On June 26, 2011, Chip Yates broke Scollon's previous record at Pikes Peak. He completed the course in 12 minutes 50.094 seconds. On 30 August 2011, Yates riding his prototype Swigz electric superbike established the official Guinness record of the fastest electric motorcycle. The motorcycle clocked a speed of 316.899 km/h at Bonneville.

In 2012, Paul Ernst Thede set an SCTA record run of 216.8 mph at Bonnevile Salt Flats, Utah, US. This did not qualify as a Guinness World record as it wasn't timed by the FIM timing association.

In 2012, Electro Force cycles made their debut as a commuter cycle for commuters to ride to work or for enjoyment. These cycles were built by Jennifer Northern of Issaquah, Washington, US. The maximum speed reached was 85 mph, while immediate speeds reached up to 60 mph in 6 seconds, programmable with regenerative braking or on the throttle. Their range was up to 100 miles while maintaining 65 mph in all weather and hills. It was the first of their kind built by a woman in the US.

In 2012, Jim Higgins rode the street-legal Mission Motors' Mission R at the Sonoma Raceway quarter-mile drag strip and set a National Electric Drag Racing Association (NEDRA) street-legal electric motorcycle record for the SMC/A3 class with a time of 10.602 at 122.57 mph.

On June 30, 2013, Carlin Dunne riding a Lightning Motorcycle-built electric bike beat conventional motorcycles at Pikes Peak.

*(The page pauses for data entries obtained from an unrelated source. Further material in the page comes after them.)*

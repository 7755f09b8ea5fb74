//! CLI error types.

use quire_config::ConfigError;
use quire_docs::DocServiceError;
use quire_token::TokenError;

/// CLI error type.
#[derive(Debug, thiserror::Error)]
pub(crate) enum CliError {
    #[error("{0}")]
    Config(#[from] ConfigError),

    #[error("{0}")]
    Io(#[from] std::io::Error),

    #[error("{0}")]
    Token(#[from] TokenError),

    #[error("{0}")]
    Docs(#[from] DocServiceError),

    #[error("{0}")]
    Server(String),

    #[error("{0}")]
    Validation(String),
}
//! CLI command implementations.

pub(crate) mod check;
pub(crate) mod serve;
pub(crate) mod token;

pub(crate) use check::CheckArgs;
pub(crate) use serve::ServeArgs;
pub(crate) use token::TokenCommand;

use quire_config::{Config, DocumentationConfig};
use quire_docs::{DocumentationMetadata, MemoryDocService};

/// Seed a registry with the `[[documentation]]` entries of `config`.
pub(crate) fn registry_from_config(config: &Config) -> MemoryDocService {
    let registry = MemoryDocService::new();
    for doc in &config.documentations_resolved {
        registry.upsert(metadata(doc));
    }
    registry
}

fn metadata(doc: &DocumentationConfig) -> DocumentationMetadata {
    DocumentationMetadata {
        id: doc.id,
        base_url: doc.base_url.clone(),
        build_path: doc.build_path.clone(),
        require_auth: doc.require_auth,
        token_secret: doc.token_secret.clone(),
    }
}

#[cfg(test)]
mod tests {
    use std::path::Path;

    use pretty_assertions::assert_eq;
    use quire_docs::DocService;

    use super::*;

    #[test]
    fn test_registry_from_config() {
        let dir = tempfile::tempdir().unwrap();
        let config_path = dir.path().join("quire.toml");
        std::fs::write(
            &config_path,
            r#"
[data]
path = "store"

[security]
jwt_secret = "global"

[[documentation]]
id = 42
base_url = "/docs/v1"
path = "docs-v1"
require_auth = true
token_secret = "S42"
"#,
        )
        .unwrap();
        let config = Config::load(Some(&config_path), None).unwrap();

        let registry = registry_from_config(&config);

        let doc = registry.resolve_by_url("/docs/v1/guide").unwrap().unwrap();
        assert_eq!(doc.id, 42);
        assert!(doc.require_auth);
        assert_eq!(doc.token_secret, "S42");
        assert!(doc.build_path.ends_with(Path::new("store/docs-v1")));
        assert_eq!(registry.pending_builds().unwrap().len(), 1);
    }
}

He clocked a 10 minutes 00.694 seconds at the 12.42 miles course.

In the later 2010s, many companies tried their first crack at making an electric motorcycle or scooter, including Scorpio Electric and Harley-Davidson. On November 20, 2018, VinFast from Vietnam introduced two electric scooter models in Hanoi, with 4 model: VinFast Klara A1 (Lithium-ion battery), VinFast Klara A2 (Lead–acid battery), VinFast Ludo and VinFast Impes.

In 2019, the Lark Streamliner, a streamliner motorcycle, was built to challenge a land speed record in its class.

===2020s===
In the 2020s many companies have started and many have folded. The cost of batteries and the speed of charging are still limiting factors in making appealing long-range motorcycles but in-city commuting, motocross, trials, and pleasure riding have seen significant adoption. In 2026, Michael Hicks won silver at World Supercross on a Stark Varg.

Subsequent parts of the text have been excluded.